Stored items from a collection:
+ + + + +

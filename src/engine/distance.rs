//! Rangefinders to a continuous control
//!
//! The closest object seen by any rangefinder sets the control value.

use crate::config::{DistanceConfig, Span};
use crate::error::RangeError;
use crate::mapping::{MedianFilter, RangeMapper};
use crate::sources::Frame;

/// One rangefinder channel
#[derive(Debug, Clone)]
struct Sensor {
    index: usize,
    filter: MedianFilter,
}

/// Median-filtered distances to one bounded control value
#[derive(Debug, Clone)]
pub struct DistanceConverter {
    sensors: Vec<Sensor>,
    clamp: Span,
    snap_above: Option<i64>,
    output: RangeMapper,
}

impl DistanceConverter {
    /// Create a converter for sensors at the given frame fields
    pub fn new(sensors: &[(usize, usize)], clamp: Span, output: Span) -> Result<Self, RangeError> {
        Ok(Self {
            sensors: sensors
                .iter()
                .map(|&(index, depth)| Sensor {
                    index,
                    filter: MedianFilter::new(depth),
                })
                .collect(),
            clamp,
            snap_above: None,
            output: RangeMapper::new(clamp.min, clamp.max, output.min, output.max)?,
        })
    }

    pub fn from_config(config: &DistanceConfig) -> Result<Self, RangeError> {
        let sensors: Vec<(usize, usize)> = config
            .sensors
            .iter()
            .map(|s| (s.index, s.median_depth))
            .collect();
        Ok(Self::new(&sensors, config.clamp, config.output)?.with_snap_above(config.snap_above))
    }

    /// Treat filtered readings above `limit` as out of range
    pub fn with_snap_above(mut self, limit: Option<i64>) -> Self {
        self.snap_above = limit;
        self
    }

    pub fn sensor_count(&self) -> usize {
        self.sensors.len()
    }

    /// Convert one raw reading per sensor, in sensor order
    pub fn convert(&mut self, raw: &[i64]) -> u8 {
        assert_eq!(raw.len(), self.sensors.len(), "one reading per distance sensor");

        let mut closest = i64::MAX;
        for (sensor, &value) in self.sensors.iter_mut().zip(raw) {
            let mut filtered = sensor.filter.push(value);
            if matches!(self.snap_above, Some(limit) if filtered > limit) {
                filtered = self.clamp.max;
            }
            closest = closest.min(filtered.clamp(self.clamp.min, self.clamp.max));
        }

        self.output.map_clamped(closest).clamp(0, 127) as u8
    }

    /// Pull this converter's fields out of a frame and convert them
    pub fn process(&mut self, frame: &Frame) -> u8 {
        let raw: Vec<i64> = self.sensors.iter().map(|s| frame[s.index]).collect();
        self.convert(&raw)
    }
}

+ + + + +

* _What you need to do_
Copy out each record, keeping every word as it is.

* _Exercise response_
filename src/engine/distance.rs
//! Rangefinders to a continuous control
//!
//! The closest object seen by any rangefinder sets the control value.

use crate::config::{DistanceConfig, Span};
use crate::error::RangeError;
use crate::mapping::{MedianFilter, RangeMapper};
use crate::sources::Frame;

/// One rangefinder channel
#[derive(Debug, Clone)]
struct Sensor {
    index: usize,
    filter: MedianFilter,
}

/// Median-filtered distances to one bounded control value
#[derive(Debug, Clone)]
pub struct DistanceConverter {
    sensors: Vec<Sensor>,
    clamp: Span,
    snap_above: Option<i64>,
    output: RangeMapper,
}

impl DistanceConverter {
    /// Create a converter for sensors at the given frame fields
    pub fn new(sensors: &[(usize, usize)], clamp: Span, output: Span) -> Result<Self, RangeError> {
        Ok(Self {
            sensors: sensors
                .iter()
                .map(|&(index, depth)| Sensor {
                    index,
                    filter: MedianFilter::new(depth),
                })
                .collect(),
            clamp,
            snap_above: None,
            output: RangeMapper::new(clamp.min, clamp.max, output.min, output.max)?,
        })
    }

    pub fn from_config(config: &DistanceConfig) -> Result<Self, RangeError> {
        let sensors: Vec<(usize, usize)> = config
            .sensors
            .iter()
            .map(|s| (s.index, s.median_depth))
            .collect();
        Ok(Self::new(&sensors, config.clamp, config.output)?.with_snap_above(config.snap_above))
    }

    /// Treat filtered readings above `limit` as out of range
    pub fn with_snap_above(mut self, limit: Option<i64>) -> Self {
        self.snap_above = limit;
        self
    }

    pub fn sensor_count(&self) -> usize {
        self.sensors.len()
    }

    /// Convert one raw reading per sensor, in sensor order
    pub fn convert(&mut self, raw: &[i64]) -> u8 {
        assert_eq!(raw.len(), self.sensors.len(), "one reading per distance sensor");

        let mut closest = i64::MAX;
        for (sensor, &value) in self.sensors.iter_mut().zip(raw) {
            let mut filtered = sensor.filter.push(value);
            if matches!(self.snap_above, Some(limit) if filtered > limit) {
                filtered = self.clamp.max;
            }
            closest = closest.min(filtered.clamp(self.clamp.min, self.clamp.max));
        }

        self.output.map_clamped(closest).clamp(0, 127) as u8
    }

    /// Pull this converter's fields out of a frame and convert them
    pub fn process(&mut self, frame: &Frame) -> u8 {
        let raw: Vec<i64> = self.sensors.iter().map(|s| frame[s.index]).collect();
        self.convert(&raw)
    }
}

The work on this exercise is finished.